どうやら、貴方が買われた帳内は、深い縁の方を大事とする忠義者であったようだ。
最礼拝を捧げつつ絞り出す乱の頬は、興奮にぶるぶると震えている。
「畏れながら申し上げます」
「何じゃ。許しを与えてやる故、云うてみるがよい」
尊大に命じてくる安の唾塗れの言葉も、今だけは許せる。
背後に控える大司徒・充と、母である貴妃。明の熱波の様な視線の後押しを受けて、乱は進み出た。
此処は発する言葉に、より真実味を増し、重みを加味せねばならない。
となれば、利用できるに思い浮かぶ人物としては、乱としては一人しか思い浮かばない。
「実は――我が幼き日より仕えし身内の一人である大令・兆の言葉を預かっております」
「ほう?」
「郡王と祭国女王・椿陛下の縁組に御座いますが……。その場にて些か場違いな御方が居られたと。醜聞となり得る憚りもあり、箝口令を敷いて参ったと」
「ほっほぅ?其れが今、関係しておるというのであれば、聞き捨ててはおかれぬのう。もうせ、何じゃと?
「は――実は。我が身内、大令が左僕射の地位にあった頃の事にて」
勿体ぶって乱が言葉を切ると、他の皇子たちは一斉に彼に注視する。
三回忌を終え、祭国に帰国せんとする椿姫と薔姫の乗る輿の一行の後を大令・兆――当時は左僕射であった――は追った。
其の時、三回忌に参列した朝貢国の一国、句国王・玖が彼女らの輿を守り祭国まで送り届けると明言したという。

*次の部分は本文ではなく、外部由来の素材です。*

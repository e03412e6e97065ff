//! Coin configuration
//!
//! Static description of the coin and its network, loaded from defaults or
//! a JSON file and then overridden from the environment:
//! - `SUI_WALLET_NETWORK`: mainnet | testnet | devnet | localnet
//! - `SUI_WALLET_RPC_URL`: custom fullnode endpoint

use serde::{Deserialize, Serialize};
use std::path::Path;
use std::time::Duration;

use crate::error::{WalletError, WalletResult};
use crate::utils::network_config::{validate_endpoint, Network};
use crate::wallet::{to_base_units, DerivationSupport, SUI_DECIMALS};

pub const ENV_NETWORK: &str = "SUI_WALLET_NETWORK";
pub const ENV_RPC_URL: &str = "SUI_WALLET_RPC_URL";

#[derive(Debug, Clone, PartialEq, Serialize, Deserialize)]
#[serde(rename_all = "camelCase")]
pub struct CoinConfig {
    pub name: String,
    pub symbol: String,
    pub decimals: u8,
    pub network: NetworkSettings,
    #[serde(default)]
    pub address: AddressSettings,
    #[serde(default)]
    pub transaction: TransactionSettings,
    #[serde(default)]
    pub options: FeatureOptions,
    #[serde(default)]
    pub key_derivation: DerivationSupport,
    #[serde(default)]
    pub client: ClientSettings,
}

#[derive(Debug, Clone, PartialEq, Eq, Serialize, Deserialize)]
#[serde(rename_all = "camelCase")]
pub struct NetworkSettings {
    pub rpc_endpoint: String,
    pub network_name: String,
    pub chain_id: String,
}

impl NetworkSettings {
    pub fn for_network(network: Network) -> Self {
        Self {
            rpc_endpoint: network.rpc_endpoint().to_string(),
            network_name: network.name().to_string(),
            chain_id: network.chain_id().to_string(),
        }
    }
}

/// Display hints for addresses; validation itself is `wallet::is_valid_address`
#[derive(Debug, Clone, PartialEq, Eq, Serialize, Deserialize)]
#[serde(rename_all = "camelCase")]
pub struct AddressSettings {
    pub pattern: String,
    pub display_format: String,
}

impl Default for AddressSettings {
    fn default() -> Self {
        Self {
            pattern: "^0x[a-fA-F0-9]{64}$".to_string(),
            display_format: "0x...".to_string(),
        }
    }
}

#[derive(Debug, Clone, PartialEq, Eq, Serialize, Deserialize)]
#[serde(rename_all = "camelCase")]
pub struct TransactionSettings {
    /// Decimal SUI
    pub default_fee: String,
    /// Decimal SUI
    pub min_amount: String,
    pub confirmation_time_ms: u64,
}

impl Default for TransactionSettings {
    fn default() -> Self {
        Self {
            default_fee: "0.0001".to_string(),
            min_amount: "0.000001".to_string(),
            confirmation_time_ms: 15_000,
        }
    }
}

#[derive(Debug, Clone, Copy, PartialEq, Eq, Serialize, Deserialize)]
#[serde(rename_all = "camelCase")]
pub struct FeatureOptions {
    pub supports_mnemonic: bool,
    pub supports_tokens: bool,
    #[serde(rename = "supportsQRCode")]
    pub supports_qr_code: bool,
}

impl Default for FeatureOptions {
    fn default() -> Self {
        Self {
            supports_mnemonic: true,
            supports_tokens: true,
            supports_qr_code: true,
        }
    }
}

/// RPC client behaviour
#[derive(Debug, Clone, Copy, PartialEq, Eq, Default, Serialize, Deserialize)]
#[serde(rename_all = "camelCase")]
pub struct ClientSettings {
    /// `None` leaves requests unbounded
    #[serde(default)]
    pub request_timeout_secs: Option<u64>,
    /// Send through the node's `unsafe_paySui` convenience call
    #[serde(default)]
    pub prefer_pay_sui: bool,
}

impl ClientSettings {
    pub fn request_timeout(&self) -> Option<Duration> {
        self.request_timeout_secs.map(Duration::from_secs)
    }
}

impl Default for CoinConfig {
    fn default() -> Self {
        Self::for_network(Network::Testnet)
    }
}

impl CoinConfig {
    pub fn for_network(network: Network) -> Self {
        Self {
            name: "Sui".to_string(),
            symbol: "SUI".to_string(),
            decimals: SUI_DECIMALS,
            network: NetworkSettings::for_network(network),
            address: AddressSettings::default(),
            transaction: TransactionSettings::default(),
            options: FeatureOptions::default(),
            key_derivation: DerivationSupport::default(),
            client: ClientSettings::default(),
        }
    }

    /// Load from a JSON file
    pub fn from_file<P: AsRef<Path>>(path: P) -> WalletResult<Self> {
        let path = path.as_ref();
        let content = std::fs::read_to_string(path).map_err(|e| {
            WalletError::config(format!("Failed to read config file {}: {}", path.display(), e))
        })?;

        serde_json::from_str(&content)
            .map_err(|e| WalletError::config(format!("Failed to parse config file as JSON: {}", e)))
    }

    /// Defaults or file, then environment overrides, then validation
    pub fn load(path: Option<&Path>) -> WalletResult<Self> {
        Self::load_with(path, None)
    }

    /// Like [`CoinConfig::load`], with a network chosen by the caller taking
    /// the place of `SUI_WALLET_NETWORK`; `SUI_WALLET_RPC_URL` still wins
    pub fn load_with(path: Option<&Path>, network: Option<Network>) -> WalletResult<Self> {
        let mut config = match path {
            Some(path) => Self::from_file(path)?,
            None => Self::default(),
        };
        let env_network = std::env::var(ENV_NETWORK).ok();
        let env_rpc_url = std::env::var(ENV_RPC_URL).ok();
        config.apply_layers(network, env_network.as_deref(), env_rpc_url.as_deref())?;
        config.validate()?;
        Ok(config)
    }

    fn apply_layers(
        &mut self,
        network: Option<Network>,
        env_network: Option<&str>,
        rpc_url: Option<&str>,
    ) -> WalletResult<()> {
        match network {
            Some(network) => self.apply_overrides(Some(network.name()), rpc_url),
            None => self.apply_overrides(env_network, rpc_url),
        }
    }

    /// A network override resets the endpoint; an explicit RPC URL wins over both
    pub fn apply_overrides(&mut self, network: Option<&str>, rpc_url: Option<&str>) -> WalletResult<()> {
        if let Some(network) = network.filter(|n| !n.trim().is_empty()) {
            self.switch_network(network.parse()?);
        }
        if let Some(url) = rpc_url.filter(|u| !u.trim().is_empty()) {
            self.network.rpc_endpoint = url.trim().to_string();
        }
        Ok(())
    }

    pub fn switch_network(&mut self, network: Network) {
        self.network = NetworkSettings::for_network(network);
    }

    pub fn network(&self) -> WalletResult<Network> {
        self.network.network_name.parse()
    }

    pub fn is_mainnet(&self) -> bool {
        self.network.network_name.eq_ignore_ascii_case("mainnet")
    }

    pub fn min_amount_mist(&self) -> WalletResult<u64> {
        to_base_units(&self.transaction.min_amount)
    }

    pub fn validate(&self) -> WalletResult<()> {
        if self.name.trim().is_empty() {
            return Err(WalletError::config("Coin name must not be empty"));
        }
        if self.symbol.trim().is_empty() {
            return Err(WalletError::config("Coin symbol must not be empty"));
        }
        if self.decimals != SUI_DECIMALS {
            return Err(WalletError::config(format!(
                "Unsupported decimals {}: SUI amounts use {} decimal places",
                self.decimals, SUI_DECIMALS
            )));
        }

        self.network()?;
        validate_endpoint(&self.network.rpc_endpoint).into_result()?;

        to_base_units(&self.transaction.default_fee)
            .map_err(|e| WalletError::config(format!("Invalid defaultFee: {}", e.message)))?;
        self.min_amount_mist()
            .map_err(|e| WalletError::config(format!("Invalid minAmount: {}", e.message)))?;

        Ok(())
    }
}

#[cfg(test)]
mod tests {
    use super::*;
    use crate::error::ErrorCode;

    #[test]
    fn test_default_is_testnet() {
        let config = CoinConfig::default();
        assert_eq!(config.symbol, "SUI");
        assert_eq!(config.network.rpc_endpoint, "https://fullnode.testnet.sui.io:443");
        assert_eq!(config.network.chain_id, "0x2");
        assert!(config.validate().is_ok());
        assert!(config.client.request_timeout().is_none());
    }

    #[test]
    fn test_json_shape_uses_camel_case() {
        let json = serde_json::to_value(CoinConfig::default()).unwrap();
        assert_eq!(json["network"]["networkName"], "testnet");
        assert_eq!(json["transaction"]["defaultFee"], "0.0001");
        assert_eq!(json["options"]["supportsQRCode"], true);
    }

    #[test]
    fn test_minimal_file_fills_defaults() {
        let json = r#"{
            "name": "Sui",
            "symbol": "SUI",
            "decimals": 9,
            "network": {
                "rpcEndpoint": "https://fullnode.devnet.sui.io:443",
                "networkName": "devnet",
                "chainId": "0x3"
            }
        }"#;
        let config: CoinConfig = serde_json::from_str(json).unwrap();
        assert_eq!(config.network().unwrap(), Network::Devnet);
        assert_eq!(config.transaction, TransactionSettings::default());
        assert!(config.key_derivation.seed_expansion);
        assert!(config.validate().is_ok());
    }

    #[test]
    fn test_overrides() {
        let mut config = CoinConfig::default();
        config.apply_overrides(Some("mainnet"), None).unwrap();
        assert!(config.is_mainnet());
        assert_eq!(config.network.rpc_endpoint, "https://fullnode.mainnet.sui.io:443");

        config
            .apply_overrides(Some("devnet"), Some("http://localhost:9000"))
            .unwrap();
        assert_eq!(config.network.network_name, "devnet");
        assert_eq!(config.network.rpc_endpoint, "http://localhost:9000");

        let err = config.apply_overrides(Some("moonnet"), None).unwrap_err();
        assert_eq!(err.code, ErrorCode::ConfigError);
    }

    #[test]
    fn test_validate_rejects_bad_values() {
        let mut config = CoinConfig::default();
        config.network.rpc_endpoint = "http://fullnode.example.com".to_string();
        assert!(config.validate().is_err());

        let mut config = CoinConfig::default();
        config.transaction.min_amount = "tiny".to_string();
        assert_eq!(config.validate().unwrap_err().code, ErrorCode::ConfigError);

        let mut config = CoinConfig::default();
        config.symbol.clear();
        assert!(config.validate().is_err());
    }

    #[test]
    fn test_min_amount_mist() {
        assert_eq!(CoinConfig::default().min_amount_mist().unwrap(), 1_000);
    }

    #[test]
    fn test_caller_network_keeps_rpc_override() {
        let mut config = CoinConfig::default();
        config
            .apply_layers(Some(Network::Mainnet), Some("devnet"), Some("https://rpc.example.org"))
            .unwrap();
        assert!(config.is_mainnet());
        assert_eq!(config.network.rpc_endpoint, "https://rpc.example.org");

        let mut config = CoinConfig::default();
        config.apply_layers(Some(Network::Devnet), Some("mainnet"), None).unwrap();
        assert_eq!(config.network().unwrap(), Network::Devnet);
        assert_eq!(config.network.rpc_endpoint, Network::Devnet.rpc_endpoint());

        let mut config = CoinConfig::default();
        config.apply_layers(None, Some("mainnet"), None).unwrap();
        assert!(config.is_mainnet());
    }
}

二王女を無事に祭国に送り届けた後も、祭国の女王として椿姫に請われた句国王・玖は王城に逗留し続けた。表向きの理由は良質の軍馬を産する国柄である句国王に、量産する為の指南役を女王自ら願ったからだという。
事実、一ヶ月以上に及び、句国王・玖は王城に残り軍馬に適した種馬の選別法、牝馬との勾配時期、仔馬の飼育の要点について自ら指南役を務めたという。
そして、祭国の女王・椿姫とは良好な関係保ったまま、句国王・玖は帰国の途に着いた。
だが此等は別段、隠されていた訳ではない。
戰は郡王として拝領した地政の報告に載せている。
しかし今の安にも、そして乱にも大司徒・充にも、先大令・中も皇太子・天にとっても、事実がどうだこうだなど、関係がない。
大切なのは、椿姫が郡王の妃にあるまじき、婦人が守るべき徳と貞節という訓示を破ったのだという論法に持って行く事、なのだ。
一門の間にある奇妙な一体感を感じつつ、安はにやにやと笑う。
「つまり――其の時に、椿姫の腹に他所の男の種が仕込まれた、と言いたいわけじゃな?」
はい、と乱は興奮に乱れた赤ら顔で礼をする。
「文字通り『種馬』が別におったという訳か! 此れは可笑しい! のう、可笑しくはないか!?」
笑え、笑え、そぅれ、皆のもの嗤うのじゃ! と煽る安の哄笑が、皇子たちの脳天を突き刺しながら王の間を駆け巡った。